Reproduce, without any change, the span of lines from the opening of the records below to the line containing "pub fn fail_next(&self, count: usize)", inclusive.

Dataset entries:
• • •

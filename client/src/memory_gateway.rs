use std::sync::{Mutex, MutexGuard, PoisonError};

use barra_common::drink::{Drink, DrinkId, NewDrink};
use barra_common::gateway::{PersistenceError, PersistenceGateway};
use barra_common::order::{NewOrder, Order, OrderId, OrderStatus, StatusChange};
use barra_common::premix::{NewPremix, PendingChange, Premix, PremixId};
use barra_common::shortage::{NewShortage, ShortageEntry, ShortageId};
use chrono::Utc;

/// A request as the memory gateway received it.
#[derive(Debug, Clone, PartialEq, Eq)]
pub enum GatewayCall {
    ListOrders,
    CreateOrder(NewOrder),
    SetOrderStatus(OrderId, StatusChange),
    DeleteOrder(OrderId),
    ListPremixes,
    CreatePremix(NewPremix),
    SetPremixPending(PremixId, PendingChange),
    DeletePremix(PremixId),
    ListDrinks,
    CreateDrink(NewDrink),
    UpdateDrink(DrinkId, NewDrink),
    DeleteDrink(DrinkId),
    ListShortages,
    AddShortage(NewShortage),
    DeleteShortage(ShortageId),
}

#[derive(Debug, Default)]
struct Tables {
    orders: Vec<Order>,
    premixes: Vec<Premix>,
    drinks: Vec<Drink>,
    shortages: Vec<ShortageEntry>,
    next_order: u64,
    next_premix: u64,
    next_drink: u64,
    next_shortage: u64,
    calls: Vec<GatewayCall>,
    failures_pending: usize,
    offline: bool,
}

/// In-process backend for development and tests.
///
/// Assigns ids (`o1`, `p1`, `d1`, `s1`, ...) and creation timestamps the way
/// the real backend does, records every call, and can be told to fail.
#[derive(Debug, Default)]
pub struct MemoryGateway {
    tables: Mutex<Tables>,
}

impl MemoryGateway {
    pub fn new() -> Self {
        Self::default()
    }

    /// Fail the next `count` calls with [`PersistenceError::Unreachable`].
    pub fn fail_next(&self, count: usize) {
        self.tables().failures_pending += count;
    }

    /// While offline every call fails.
    pub fn set_offline(&self, offline: bool) {
        self.tables().offline = offline;
    }

    /// Every call received so far, in order.
    pub fn calls(&self) -> Vec<GatewayCall> {
        self.tables().calls.clone()
    }

    pub fn call_count(&self) -> usize {
        self.tables().calls.len()
    }

    pub fn clear_calls(&self) {
        self.tables().calls.clear();
    }

    /// Server-side orders, bypassing the call log.
    pub fn orders(&self) -> Vec<Order> {
        self.tables().orders.clone()
    }

    pub fn premixes(&self) -> Vec<Premix> {
        self.tables().premixes.clone()
    }

    pub fn drinks(&self) -> Vec<Drink> {
        self.tables().drinks.clone()
    }

    pub fn shortages(&self) -> Vec<ShortageEntry> {
        self.tables().shortages.clone()
    }

    /// Seed a premix directly, e.g. one toggled from another session.
    pub fn insert_premix(&self, premix: Premix) {
        self.tables().premixes.push(premix);
    }

    pub fn insert_order(&self, order: Order) {
        self.tables().orders.push(order);
    }

    pub fn insert_shortage(&self, entry: ShortageEntry) {
        self.tables().shortages.push(entry);
    }

    fn tables(&self) -> MutexGuard<'_, Tables> {
        self.tables.lock().unwrap_or_else(PoisonError::into_inner)
    }

    /// Log the call and apply any injected failure.
    fn begin(&self, call: GatewayCall) -> Result<MutexGuard<'_, Tables>, PersistenceError> {
        let mut tables = self.tables();
        tracing::debug!(?call, "memory gateway call");
        tables.calls.push(call);
        if tables.offline {
            return Err(PersistenceError::Unreachable("memory gateway is offline".into()));
        }
        if tables.failures_pending > 0 {
            tables.failures_pending -= 1;
            return Err(PersistenceError::Unreachable("injected failure".into()));
        }
        Ok(tables)
    }
}

fn next_id(counter: &mut u64, prefix: &str) -> String {
    *counter += 1;
    format!("{prefix}{counter}")
}

fn not_found(id: &impl std::fmt::Display) -> PersistenceError {
    PersistenceError::NotFound(id.to_string())
}

impl PersistenceGateway for MemoryGateway {
    async fn list_orders(&self) -> Result<Vec<Order>, PersistenceError> {
        let tables = self.begin(GatewayCall::ListOrders)?;
        Ok(tables.orders.clone())
    }

    async fn create_order(&self, order: &NewOrder) -> Result<Order, PersistenceError> {
        let mut tables = self.begin(GatewayCall::CreateOrder(order.clone()))?;
        let id = next_id(&mut tables.next_order, "o");
        let created = Order {
            id: OrderId(id),
            created_at: Utc::now(),
            items: order.items.clone(),
            status: OrderStatus::Pending,
            received_comment: None,
            received_by: None,
        };
        tables.orders.push(created.clone());
        Ok(created)
    }

    async fn set_order_status(
        &self,
        id: &OrderId,
        change: &StatusChange,
    ) -> Result<Order, PersistenceError> {
        let mut tables = self.begin(GatewayCall::SetOrderStatus(id.clone(), change.clone()))?;
        let order = tables
            .orders
            .iter_mut()
            .find(|o| o.id == *id)
            .ok_or_else(|| not_found(id))?;
        if !order.status.can_transition_to(change.status) {
            return Err(PersistenceError::Rejected {
                status: 409,
                message: format!("order {id} cannot move from {:?} to {:?}", order.status, change.status),
            });
        }
        order.status = change.status;
        order.received_comment = change.comment.clone();
        order.received_by = change.received_by.clone();
        Ok(order.clone())
    }

    async fn delete_order(&self, id: &OrderId) -> Result<(), PersistenceError> {
        let mut tables = self.begin(GatewayCall::DeleteOrder(id.clone()))?;
        let before = tables.orders.len();
        tables.orders.retain(|o| o.id != *id);
        if tables.orders.len() == before {
            return Err(not_found(id));
        }
        Ok(())
    }

    async fn list_premixes(&self) -> Result<Vec<Premix>, PersistenceError> {
        let tables = self.begin(GatewayCall::ListPremixes)?;
        Ok(tables.premixes.clone())
    }

    async fn create_premix(&self, premix: &NewPremix) -> Result<Premix, PersistenceError> {
        let mut tables = self.begin(GatewayCall::CreatePremix(premix.clone()))?;
        let id = next_id(&mut tables.next_premix, "p");
        let created = Premix {
            id: PremixId(id),
            name: premix.name.clone(),
            description: premix.description.clone(),
            instructions: premix.instructions.clone(),
            image: premix.image.clone(),
            ingredients: premix.ingredients.clone(),
            pending: premix.pending,
        };
        tables.premixes.push(created.clone());
        Ok(created)
    }

    async fn set_premix_pending(
        &self,
        id: &PremixId,
        change: PendingChange,
    ) -> Result<Premix, PersistenceError> {
        let mut tables = self.begin(GatewayCall::SetPremixPending(id.clone(), change))?;
        let premix = tables
            .premixes
            .iter_mut()
            .find(|p| p.id == *id)
            .ok_or_else(|| not_found(id))?;
        premix.pending = change.pending;
        Ok(premix.clone())
    }

    async fn delete_premix(&self, id: &PremixId) -> Result<(), PersistenceError> {
        let mut tables = self.begin(GatewayCall::DeletePremix(id.clone()))?;
        let before = tables.premixes.len();
        tables.premixes.retain(|p| p.id != *id);
        if tables.premixes.len() == before {
            return Err(not_found(id));
        }
        Ok(())
    }

    async fn list_drinks(&self) -> Result<Vec<Drink>, PersistenceError> {
        let tables = self.begin(GatewayCall::ListDrinks)?;
        Ok(tables.drinks.clone())
    }

    async fn create_drink(&self, drink: &NewDrink) -> Result<Drink, PersistenceError> {
        let mut tables = self.begin(GatewayCall::CreateDrink(drink.clone()))?;
        let id = next_id(&mut tables.next_drink, "d");
        let created = Drink {
            id: DrinkId(id),
            name: drink.name.clone(),
            instructions: drink.instructions.clone(),
            image: drink.image.clone(),
            ingredients: drink.ingredients.clone(),
        };
        tables.drinks.push(created.clone());
        Ok(created)
    }

    async fn update_drink(&self, id: &DrinkId, drink: &NewDrink) -> Result<Drink, PersistenceError> {
        let mut tables = self.begin(GatewayCall::UpdateDrink(id.clone(), drink.clone()))?;
        let stored = tables
            .drinks
            .iter_mut()
            .find(|d| d.id == *id)
            .ok_or_else(|| not_found(id))?;
        stored.name = drink.name.clone();
        stored.instructions = drink.instructions.clone();
        stored.image = drink.image.clone();
        stored.ingredients = drink.ingredients.clone();
        Ok(stored.clone())
    }

    async fn delete_drink(&self, id: &DrinkId) -> Result<(), PersistenceError> {
        let mut tables = self.begin(GatewayCall::DeleteDrink(id.clone()))?;
        let before = tables.drinks.len();
        tables.drinks.retain(|d| d.id != *id);
        if tables.drinks.len() == before {
            return Err(not_found(id));
        }
        Ok(())
    }

    async fn list_shortages(&self) -> Result<Vec<ShortageEntry>, PersistenceError> {
        let tables = self.begin(GatewayCall::ListShortages)?;
        Ok(tables.shortages.clone())
    }

    async fn add_shortage(&self, entry: &NewShortage) -> Result<ShortageEntry, PersistenceError> {
        let mut tables = self.begin(GatewayCall::AddShortage(entry.clone()))?;
        let id = next_id(&mut tables.next_shortage, "s");
        let created = ShortageEntry {
            id: ShortageId(id),
            name: entry.name.clone(),
            quantity: entry.quantity,
            unit: entry.unit.clone(),
        };
        tables.shortages.push(created.clone());
        Ok(created)
    }

    async fn delete_shortage(&self, id: &ShortageId) -> Result<(), PersistenceError> {
        let mut tables = self.begin(GatewayCall::DeleteShortage(id.clone()))?;
        let before = tables.shortages.len();
        tables.shortages.retain(|s| s.id != *id);
        if tables.shortages.len() == before {
            return Err(not_found(id));
        }
        Ok(())
    }

    fn gateway_name(&self) -> &str {
        "memory"
    }
}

• • •

Expected answer:
filename client/src/memory_gateway.rs
use std::sync::{Mutex, MutexGuard, PoisonError};

use barra_common::drink::{Drink, DrinkId, NewDrink};
use barra_common::gateway::{PersistenceError, PersistenceGateway};
use barra_common::order::{NewOrder, Order, OrderId, OrderStatus, StatusChange};
use barra_common::premix::{NewPremix, PendingChange, Premix, PremixId};
use barra_common::shortage::{NewShortage, ShortageEntry, ShortageId};
use chrono::Utc;

/// A request as the memory gateway received it.
#[derive(Debug, Clone, PartialEq, Eq)]
pub enum GatewayCall {
    ListOrders,
    CreateOrder(NewOrder),
    SetOrderStatus(OrderId, StatusChange),
    DeleteOrder(OrderId),
    ListPremixes,
    CreatePremix(NewPremix),
    SetPremixPending(PremixId, PendingChange),
    DeletePremix(PremixId),
    ListDrinks,
    CreateDrink(NewDrink),
    UpdateDrink(DrinkId, NewDrink),
    DeleteDrink(DrinkId),
    ListShortages,
    AddShortage(NewShortage),
    DeleteShortage(ShortageId),
}

#[derive(Debug, Default)]
struct Tables {
    orders: Vec<Order>,
    premixes: Vec<Premix>,
    drinks: Vec<Drink>,
    shortages: Vec<ShortageEntry>,
    next_order: u64,
    next_premix: u64,
    next_drink: u64,
    next_shortage: u64,
    calls: Vec<GatewayCall>,
    failures_pending: usize,
    offline: bool,
}

/// In-process backend for development and tests.
///
/// Assigns ids (`o1`, `p1`, `d1`, `s1`, ...) and creation timestamps the way
/// the real backend does, records every call, and can be told to fail.
#[derive(Debug, Default)]
pub struct MemoryGateway {
    tables: Mutex<Tables>,
}

impl MemoryGateway {
    pub fn new() -> Self {
        Self::default()
    }

    /// Fail the next `count` calls with [`PersistenceError::Unreachable`].
    pub fn fail_next(&self, count: usize) {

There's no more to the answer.